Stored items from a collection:
________________________

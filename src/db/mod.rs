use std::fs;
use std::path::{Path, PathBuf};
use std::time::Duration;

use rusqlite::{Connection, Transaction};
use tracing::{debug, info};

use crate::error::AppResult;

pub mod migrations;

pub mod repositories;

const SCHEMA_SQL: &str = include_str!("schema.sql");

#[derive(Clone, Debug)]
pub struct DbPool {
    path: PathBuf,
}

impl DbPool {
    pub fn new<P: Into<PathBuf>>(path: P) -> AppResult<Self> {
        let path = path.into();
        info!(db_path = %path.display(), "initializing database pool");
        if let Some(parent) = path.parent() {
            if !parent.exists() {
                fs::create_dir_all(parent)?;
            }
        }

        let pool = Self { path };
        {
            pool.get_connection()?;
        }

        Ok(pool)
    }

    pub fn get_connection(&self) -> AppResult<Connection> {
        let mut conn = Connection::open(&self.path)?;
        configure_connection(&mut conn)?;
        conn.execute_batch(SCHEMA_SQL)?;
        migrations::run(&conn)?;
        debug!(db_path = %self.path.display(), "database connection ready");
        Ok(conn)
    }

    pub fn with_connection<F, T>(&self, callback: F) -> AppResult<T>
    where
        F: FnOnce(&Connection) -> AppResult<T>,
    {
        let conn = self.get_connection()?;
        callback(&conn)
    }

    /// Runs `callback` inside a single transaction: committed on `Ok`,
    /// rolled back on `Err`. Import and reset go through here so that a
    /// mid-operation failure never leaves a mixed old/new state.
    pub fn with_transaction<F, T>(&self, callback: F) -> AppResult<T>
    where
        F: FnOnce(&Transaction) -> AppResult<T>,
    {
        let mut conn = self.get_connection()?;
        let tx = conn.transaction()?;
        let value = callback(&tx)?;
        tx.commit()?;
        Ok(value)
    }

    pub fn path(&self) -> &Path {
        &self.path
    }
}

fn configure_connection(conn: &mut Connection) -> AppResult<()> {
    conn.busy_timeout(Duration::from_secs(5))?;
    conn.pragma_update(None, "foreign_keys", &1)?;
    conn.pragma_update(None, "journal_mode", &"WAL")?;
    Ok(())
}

________________________

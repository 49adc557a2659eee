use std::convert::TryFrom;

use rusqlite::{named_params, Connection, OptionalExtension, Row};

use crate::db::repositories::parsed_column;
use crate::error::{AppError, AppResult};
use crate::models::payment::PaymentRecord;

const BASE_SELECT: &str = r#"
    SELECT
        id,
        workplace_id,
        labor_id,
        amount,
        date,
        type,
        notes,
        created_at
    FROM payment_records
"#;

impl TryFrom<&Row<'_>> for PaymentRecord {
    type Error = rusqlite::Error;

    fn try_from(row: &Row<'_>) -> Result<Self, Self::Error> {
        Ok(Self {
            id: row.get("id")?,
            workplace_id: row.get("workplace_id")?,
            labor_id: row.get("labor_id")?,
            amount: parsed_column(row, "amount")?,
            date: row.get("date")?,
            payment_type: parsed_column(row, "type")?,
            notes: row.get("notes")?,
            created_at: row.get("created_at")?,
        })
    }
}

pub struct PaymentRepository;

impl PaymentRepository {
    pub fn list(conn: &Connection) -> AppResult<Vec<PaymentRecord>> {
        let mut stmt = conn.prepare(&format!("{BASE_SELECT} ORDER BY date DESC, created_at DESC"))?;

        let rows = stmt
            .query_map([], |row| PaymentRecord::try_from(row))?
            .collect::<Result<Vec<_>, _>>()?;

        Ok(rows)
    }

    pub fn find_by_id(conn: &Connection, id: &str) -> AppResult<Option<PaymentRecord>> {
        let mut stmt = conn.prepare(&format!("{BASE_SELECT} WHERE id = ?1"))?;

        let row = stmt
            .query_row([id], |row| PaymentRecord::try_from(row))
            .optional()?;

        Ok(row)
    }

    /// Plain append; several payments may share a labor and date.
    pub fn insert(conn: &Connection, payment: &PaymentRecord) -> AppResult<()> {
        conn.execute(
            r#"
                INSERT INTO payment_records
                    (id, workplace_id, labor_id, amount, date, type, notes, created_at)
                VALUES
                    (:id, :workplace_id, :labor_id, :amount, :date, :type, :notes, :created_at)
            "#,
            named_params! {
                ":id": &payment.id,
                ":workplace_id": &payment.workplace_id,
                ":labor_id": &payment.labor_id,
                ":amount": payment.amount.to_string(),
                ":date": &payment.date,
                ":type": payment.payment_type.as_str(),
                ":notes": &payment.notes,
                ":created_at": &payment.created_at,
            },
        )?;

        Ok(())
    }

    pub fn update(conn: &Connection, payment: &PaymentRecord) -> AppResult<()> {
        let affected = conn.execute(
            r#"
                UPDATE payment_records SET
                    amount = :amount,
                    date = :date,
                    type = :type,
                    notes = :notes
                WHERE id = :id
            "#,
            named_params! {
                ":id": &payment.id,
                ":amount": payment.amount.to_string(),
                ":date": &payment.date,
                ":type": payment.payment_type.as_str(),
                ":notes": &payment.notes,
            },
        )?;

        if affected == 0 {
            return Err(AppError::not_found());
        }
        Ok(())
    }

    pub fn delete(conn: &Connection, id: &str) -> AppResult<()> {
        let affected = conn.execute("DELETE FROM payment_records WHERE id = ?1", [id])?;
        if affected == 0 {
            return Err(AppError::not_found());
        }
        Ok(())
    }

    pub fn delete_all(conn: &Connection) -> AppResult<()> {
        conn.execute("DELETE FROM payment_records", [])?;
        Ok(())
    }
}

________________________

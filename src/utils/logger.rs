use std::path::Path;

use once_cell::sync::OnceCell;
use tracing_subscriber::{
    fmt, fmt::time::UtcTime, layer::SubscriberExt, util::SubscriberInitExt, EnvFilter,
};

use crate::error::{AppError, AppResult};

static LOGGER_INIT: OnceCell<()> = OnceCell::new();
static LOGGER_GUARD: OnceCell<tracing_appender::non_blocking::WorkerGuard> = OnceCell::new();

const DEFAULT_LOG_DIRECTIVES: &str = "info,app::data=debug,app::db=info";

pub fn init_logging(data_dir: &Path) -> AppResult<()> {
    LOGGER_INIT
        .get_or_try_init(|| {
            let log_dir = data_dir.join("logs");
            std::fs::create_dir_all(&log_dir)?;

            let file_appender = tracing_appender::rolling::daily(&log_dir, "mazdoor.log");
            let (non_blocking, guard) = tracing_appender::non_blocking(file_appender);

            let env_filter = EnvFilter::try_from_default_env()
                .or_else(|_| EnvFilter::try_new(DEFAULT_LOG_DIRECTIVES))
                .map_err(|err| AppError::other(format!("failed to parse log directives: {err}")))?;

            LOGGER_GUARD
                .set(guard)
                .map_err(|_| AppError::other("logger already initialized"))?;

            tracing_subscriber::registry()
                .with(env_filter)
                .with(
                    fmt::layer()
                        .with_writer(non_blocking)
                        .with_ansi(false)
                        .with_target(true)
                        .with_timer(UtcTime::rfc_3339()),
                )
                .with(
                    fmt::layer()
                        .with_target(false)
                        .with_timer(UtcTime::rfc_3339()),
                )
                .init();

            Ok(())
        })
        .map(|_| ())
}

________________________

Exercise instructions
Locate and copy each line in the data above that includes the word "PaymentRepository".

Task output
pub struct PaymentRepository;
impl PaymentRepository {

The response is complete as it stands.